The classic goal of unity was identical to its opposite: in dividing into teams, both strategies cancel out. What this implies now is to come together: what remains is lost. It would be a very grave error to mistake our opponents since there exists the possibility of ending by being one, our own enemy. Not counted with me are those who only see spots on the Sun. Someone warned us: “He who looks for truth deserves the punishment he finds.”

I close the door.

Eliseo Alberto Diego


Translated by: M. Ouellette


Message from Magaly Sánchez / POLEMICA: The 2007 Intellectual Debate

I think that creating a climate of concern and anger among Cuban intellectuals at the moment is the best service you’ve been able to provide to the ideological enemy. I think you have to get away from this tendency to make amends for and single out people who, geared towards I don’t know whom and with evidently much pleasure, left such painful footprints and not just within the field of culture.

Magaly Sánchez

Translated by Regina Anavy

January 2007

Message from Magaly Muguercia / POLEMICA: The 2007 Intellectual Debate

Outside Cuba there are revolutionary intellectuals who chose to emigrate when it was impossible to make their thinking public. Subtly, the access to publishers and university classrooms was blocked.

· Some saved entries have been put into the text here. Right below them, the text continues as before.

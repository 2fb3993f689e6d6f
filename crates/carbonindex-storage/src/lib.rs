//! carbonindex-storage: SQL backends for the CarbonSeal mirror.
//!
//! Backends:
//! - [`sqlite`]: SQLite via `sqlx` (embedded, single-file persistence)
//! - [`postgres`]: PostgreSQL via `sqlx` (shared deployments)
//!
//! The in-memory backend lives in `carbonindex-core` as
//! [`MemoryMirrorStore`]. [`open_mirror`] picks one from a URL.

use std::sync::Arc;

use carbonindex_core::{IndexerError, MemoryMirrorStore, MirrorStore};

#[cfg(any(feature = "sqlite", feature = "postgres"))]
mod rows;

#[cfg(feature = "sqlite")]
pub mod sqlite;

#[cfg(feature = "postgres")]
pub mod postgres;

#[cfg(feature = "postgres")]
pub use postgres::PostgresMirror;
#[cfg(feature = "sqlite")]
pub use sqlite::SqliteMirror;

/// Backend selected by a database URL.
#[derive(Debug, Clone, Copy, PartialEq, Eq)]
pub enum BackendKind {
    Memory,
    Sqlite,
    Postgres,
}

impl BackendKind {
    /// `memory`, `sqlite:<path>` or `postgres://…` / `postgresql://…`.
    pub fn from_url(url: &str) -> Result<Self, IndexerError> {
        let url = url.trim();
        if url.is_empty() || url == "memory" || url.starts_with("memory:") {
            Ok(Self::Memory)
        } else if url.starts_with("sqlite:") {
            Ok(Self::Sqlite)
        } else if url.starts_with("postgres://") || url.starts_with("postgresql://") {
            Ok(Self::Postgres)
        } else {
            Err(IndexerError::Config(format!(
                "unsupported database url '{url}' (expected memory, sqlite:<path> or postgres://…)"
            )))
        }
    }

    pub fn as_str(&self) -> &'static str {
        match self {
            Self::Memory => "memory",
            Self::Sqlite => "sqlite",
            Self::Postgres => "postgres",
        }
    }
}

/// Open the mirror named by `url`, creating its schema if needed.
pub async fn open_mirror(url: &str) -> Result<Arc<dyn MirrorStore>, IndexerError> {
    match BackendKind::from_url(url)? {
        BackendKind::Memory => Ok(Arc::new(MemoryMirrorStore::new())),
        BackendKind::Sqlite => open_sqlite(url).await,
        BackendKind::Postgres => open_postgres(url).await,
    }
}

#[cfg(feature = "sqlite")]
async fn open_sqlite(url: &str) -> Result<Arc<dyn MirrorStore>, IndexerError> {
    if url.trim() == "sqlite::memory:" {
        return Ok(Arc::new(SqliteMirror::in_memory().await?));
    }
    Ok(Arc::new(SqliteMirror::open(url.trim()).await?))
}

#[cfg(not(feature = "sqlite"))]
async fn open_sqlite(_url: &str) -> Result<Arc<dyn MirrorStore>, IndexerError> {
    Err(IndexerError::Config("built without the `sqlite` feature".into()))
}

#[cfg(feature = "postgres")]
async fn open_postgres(url: &str) -> Result<Arc<dyn MirrorStore>, IndexerError> {
    Ok(Arc::new(PostgresMirror::connect(url.trim()).await?))
}

#[cfg(not(feature = "postgres"))]
async fn open_postgres(_url: &str) -> Result<Arc<dyn MirrorStore>, IndexerError> {
    Err(IndexerError::Config("built without the `postgres` feature".into()))
}

#[cfg(test)]
mod tests {
    use super::*;

    #[test]
    fn backend_from_url() {
        assert_eq!(BackendKind::from_url("memory").unwrap(), BackendKind::Memory);
        assert_eq!(BackendKind::from_url("sqlite:./m.db").unwrap(), BackendKind::Sqlite);
        assert_eq!(
            BackendKind::from_url("postgresql://u@localhost/db").unwrap(),
            BackendKind::Postgres
        );
        assert!(matches!(
            BackendKind::from_url("mysql://localhost"),
            Err(IndexerError::Config(_))
        ));
    }

    #[tokio::test]
    async fn memory_url_opens_healthy_store() {
        let store = open_mirror("memory").await.unwrap();
        assert!(store.health_check().await);
        assert!(store.load_cursor().await.unwrap().is_none());
    }

    #[cfg(feature = "sqlite")]
    #[tokio::test]
    async fn sqlite_memory_url_opens() {
        let store = open_mirror("sqlite::memory:").await.unwrap();
        assert!(store.health_check().await);
    }
}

There is also a generation of young professionals who are now between 30 to 40, who are educated in revolutionary principles. They left for economic reasons but also because of disappointment and feeling tired of being forced into subservience. I know a lot, because it’s my children’s generation. They are thoughtful and cultured people. But we are scattered around the world. If we were called, if someone calls us to return to Cuba, many would return to claim the right of every Cuban revolutionary, now, to think about the country’s future. It’s time to call on those who are outside to return to the country that we love and to say it, because it’s clear that Fidel’s convalescence is opening undesirable doors.

These doors usually are opened toward internal repression of thought and external acceptance of pseudo-socialist models: capitalism with a repressive state.

Translated by Regina Anavy

January 2007

Discordant Chorus – Leticia Córdoba / POLEMICA: The 2007 Intellectual Debate

After so many years of being gagged, we couldn’t hope for anything other than this discordant chorus in which voices climb, one above the other – you have to answer the opinion issued yesterday, also be quiet, stop just long enough to be read and overlap with others that are already collected on our computers or under the covers of some ordinary-looking file. All there: some reasonable; others, excessive. An indispensable whole, to understand the hurt and pain that we Cubans carry on our conscience.

Just like Galileo Galilei they showed us the instruments of torture, this time on television. The functionaries of culture and/or the Party must have been amazed that the same silence as always didn’t happen. You’d have to be very naive – I know it’s a very polite adjective – first, to swallow the story that it’s a perverse sequence of blunders, and, secondly, to believe for a second that Cuban television is the place where “belligerent ignorance” is located.  Alfredo Guevara should know this full well, because since 1960 he has called on Cuban intellectuals to please have the clarity to follow the objectives and the inspiring example of the Revolution: “The only limit to freedom is freedom,” a witty phrase in which it’s unclear what freedom is, but clear what its limits are. With the passage of time and the vicissitudes of practice, this call was made less obsequious.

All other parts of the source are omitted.